Re: rdf:JSON from Gregg Kellogg on 2023-11-03 (public-rdf-star-wg@w3.org from November 2023)

From: Gregg Kellogg <gregg@greggkellogg.net>
Date: Fri, 3 Nov 2023 10:09:58 -0700
To: "Peter F. Patel-Schneider" <pfpschneider@gmail.com>
Cc: Antoine Zimmermann <antoine.zimmermann@emse.fr>, RDF-star Working Group <public-rdf-star-wg@w3.org>
Message-Id: <3AC3B768-E3BA-4D62-A63C-BA5709E2C85F@greggkellogg.net>
> On Nov 3, 2023, at 8:33 AM, Peter F. Patel-Schneider <pfpschneider@gmail.com> wrote:
> 
> On 11/3/23 05:11, Antoine Zimmermann wrote:
>> Peter,
>> The way you put it is strange: you first say that all JSON should be allowed, then immediately show that it would be a problem.
>> So, can you explain why it *should* be so?
>> --AZ
> The short version is that disallowing parts of JSON is worse than allowing all of JSON but that allowing all of JSON has difficulties that need to be addressed.  For a longer version see below.
> 
> 
> 
> Disclaimer:  The following is all my understanding of JSON, Javascript, Unicode, and the various ECMA and RDF documents on them.  I've spent a lot of time trying to make sense of all of them but I don't consider myself a full expert.
> 
> 
> The basic idea underlying JSON is quite simple.  JSON allows computer-language-indpendent transfer of values, which in turn are either strings, numbers, arrays, or objects.
> 
> The problems arise when one actually tries to use JSON.  What are JSON strings? What are JSON numbers?  What are JSON objects?  JSON documentation by and large leads one to believe that the answers are all idealistic - JSON strings are Unicode strings, JSON numbers are not limited in range or precision, JSON arrays are sequences of values, and JSON objects are bags (or, more likely, sets) of string-value pairs.
> 
> But the initial uses of JSON were in Javascript - JSON is the the JavaScript Object Notation after all.  So the historical answers are different - JSON strings are supposed to be Javascript strings, JSON numbers are supposed to be Javascript numbers, JSON objects are supposed to be Javascript objects.
> 
> Looking further into Javascript ends up with the following.  JSON strings are supposed to be finite sequences of UTF-16 code units.  JSON numbers are supposed to be IEEE floating point double with the lexical-to-value mapping as in Javascript.  JSON objects are supposed to be finite maps from JSON strings to JSON values.
> 
> 
> This state of affairs has been codified by RFC 8785 JSON Canonicalization Scheme (JCS) https://www.rfc-editor.org/rfc/rfc8785, which itself depends on The I-JSON Message Format https://www.rfc-editor.org/rfc/rfc7493.  I-JSON is a syntactic restriction of JSON that forbids duplicate names in objects, prohibits both Unicode surrogate code points and Unicode noncharacters, and suggests that numbers be restricted to those that map nicely onto IEEE floating point double.
> 
> So I-JSON prohibits
> 
> "\uDEAD"
> 
> and
> 
> {"a": 1, "a": 2}
> 
> and suggests not using
> 
> 3.141592653589793238462643383279
> 
> and
> 
> 1E1000
> 
> but allows
> 
> "\uD800\uDEAD"
> 
> Why is the last allowed?  Because Javascript strings are UTF-16 code units and JSON string escapes only allow 16-bit escapes so many Unicode characters have to be escaped as pairs of Unicode surrogate characters.
> 
> So RFC 8785 provides the basis of an RDF dataype for I-JSON.  In essence one takes I-JSON syntax, processes it as it would be processed in Javascript, and outputs it as it would be printed in Javascript.  OK so far, except that there are some peculiarities that expose the fact that Javascript uses UTF-16 internally.  These are (only) (very) annoying.
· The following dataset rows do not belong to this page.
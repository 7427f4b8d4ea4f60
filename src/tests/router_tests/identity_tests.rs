use crate::tests::utils::{init_test_state, register, send, send_with_token};
use crate::services::identity::{DEMO_NATIONAL_ID, DEMO_PASSWORD};
use serde_json::json;

#[test]
fn register_returns_profile_without_password() {
    let state = init_test_state();
    let (status, user) = send(
        &state,
        "POST",
        "/register",
        Some(json!({
            "role": "volunteer",
            "firstName": "Somchai",
            "lastName": "Jaidee",
            "nationalId": "111",
            "phone": "0811111111",
            "password": "secret",
            "skills": ["first_aid", "first_aid", "driving"],
        })),
    );

    assert_eq!(status, 201);
    assert_eq!(user["role"], "volunteer");
    assert_eq!(user["rating"], 0.0);
    assert_eq!(user["completedJobs"], 0);
    assert_eq!(user["skills"], json!(["first_aid", "driving"]));
    assert!(user.get("password").is_none());
    assert!(user.get("passwordHash").is_none());
}

#[test]
fn duplicate_national_id_is_conflict() {
    let state = init_test_state();
    register(&state, "volunteer", "111");

    let (status, body) = send(
        &state,
        "POST",
        "/api/auth/register",
        Some(json!({
            "role": "requester",
            "firstName": "Other",
            "lastName": "Person",
            "nationalId": "111",
            "phone": "0822222222",
            "password": "pw",
        })),
    );
    assert_eq!(status, 409);
    assert!(body["error"].as_str().unwrap().contains("111"));
}

#[test]
fn register_with_missing_field_is_bad_request() {
    let state = init_test_state();
    let (status, _) = send(
        &state,
        "POST",
        "/register",
        Some(json!({ "role": "volunteer", "firstName": "A" })),
    );
    assert_eq!(status, 400);

    let (status, _) = send(&state, "POST", "/register", None);
    assert_eq!(status, 400);
}

#[test]
fn login_me_logout_flow() {
    let state = init_test_state();
    let id = register(&state, "requester", "222");

    let (status, body) = send(
        &state,
        "POST",
        "/login",
        Some(json!({ "nationalId": "222", "password": "wrong" })),
    );
    assert_eq!(status, 401);
    assert_eq!(body["error"], "Invalid credentials");

    let (status, body) = send(
        &state,
        "POST",
        "/api/login",
        Some(json!({ "nationalId": "222", "password": "pw-123" })),
    );
    assert_eq!(status, 200);
    assert_eq!(body["user"]["id"], id);
    let token = body["token"].as_str().unwrap().to_string();

    let (status, me) = send_with_token(&state, "GET", "/me", &token);
    assert_eq!(status, 200);
    assert_eq!(me["nationalId"], "222");

    let (status, _) = send_with_token(&state, "POST", "/logout", &token);
    assert_eq!(status, 204);
    let (status, _) = send_with_token(&state, "GET", "/me", &token);
    assert_eq!(status, 401);

    let (status, _) = send(&state, "GET", "/me", None);
    assert_eq!(status, 401);
}

#[test]
fn profile_update_respects_role() {
    let state = init_test_state();
    let id = register(&state, "requester", "222");

    let (status, user) = send(
        &state,
        "PUT",
        &format!("/users/{id}"),
        Some(json!({
            "phone": "0899999999",
            "skills": ["ignored"],
            "additionalNeeds": ["ramp", "ramp"],
        })),
    );
    assert_eq!(status, 200);
    assert_eq!(user["phone"], "0899999999");
    assert_eq!(user["skills"], json!([]));
    assert_eq!(user["additionalNeeds"], json!(["ramp"]));

    let (status, fetched) = send(&state, "GET", &format!("/users/{id}"), None);
    assert_eq!(status, 200);
    assert_eq!(fetched["phone"], "0899999999");
}

#[test]
fn unknown_user_and_route_are_not_found() {
    let state = init_test_state();
    let (status, _) = send(&state, "GET", "/users/999", None);
    assert_eq!(status, 404);
    let (status, _) = send(&state, "GET", "/volunteers/999/reviews", None);
    assert_eq!(status, 404);
    let (status, _) = send(&state, "GET", "/nowhere", None);
    assert_eq!(status, 404);
    let (status, _) = send(&state, "GET", "/users/abc", None);
    assert_eq!(status, 400);
}

#[test]
fn seeded_demo_volunteer_can_log_in() {
    let state = init_test_state();
    let seeded = state
        .db
        .with_conn(|conn| state.identity.seed_demo_volunteer(conn, 1))
        .unwrap();
    assert!(seeded.is_some());

    let (status, body) = send(
        &state,
        "POST",
        "/api/auth/login",
        Some(json!({ "nationalId": DEMO_NATIONAL_ID, "password": DEMO_PASSWORD })),
    );
    assert_eq!(status, 200, "{body}");
    assert_eq!(body["user"]["firstName"], "Somchai");
    assert_eq!(body["user"]["completedJobs"], 12);
}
The notion of an RDF string is based on code points, rather than a specific encoding. Also, note that JSON is now restricted to UTF-8, even though ECMAScript uses UTF-16. We also have other limitations on what can be in a string. We might say that the lexical space of an rdf:JSON literal is an RDF string conforming to the grammar defined in RFC 8259 with lexical values not expressible as RDF strings being undefined.

> But there are two problems.  First, it is unclear what actually counts as I-JSON.  Should all JSON numbers be allowed?  Or only JSON numbers that nicely map into IEEE floating point double?  Second, what about the prohibited parts of JSON?

Based on what I said above, all numbers that can be expressed using the JSON grammar would be valid lexical values, but not all such numbers can be mapped to the value space. Is it reasonable to have lexical forms which do not map to the value space? In practice, this is the case for any real-world JSON parser now. PR 66 [1] attempts to define a minimal value space [2] based on abstract JSON values, rather than specific UTF-16 strings or IEEE floating point numbers.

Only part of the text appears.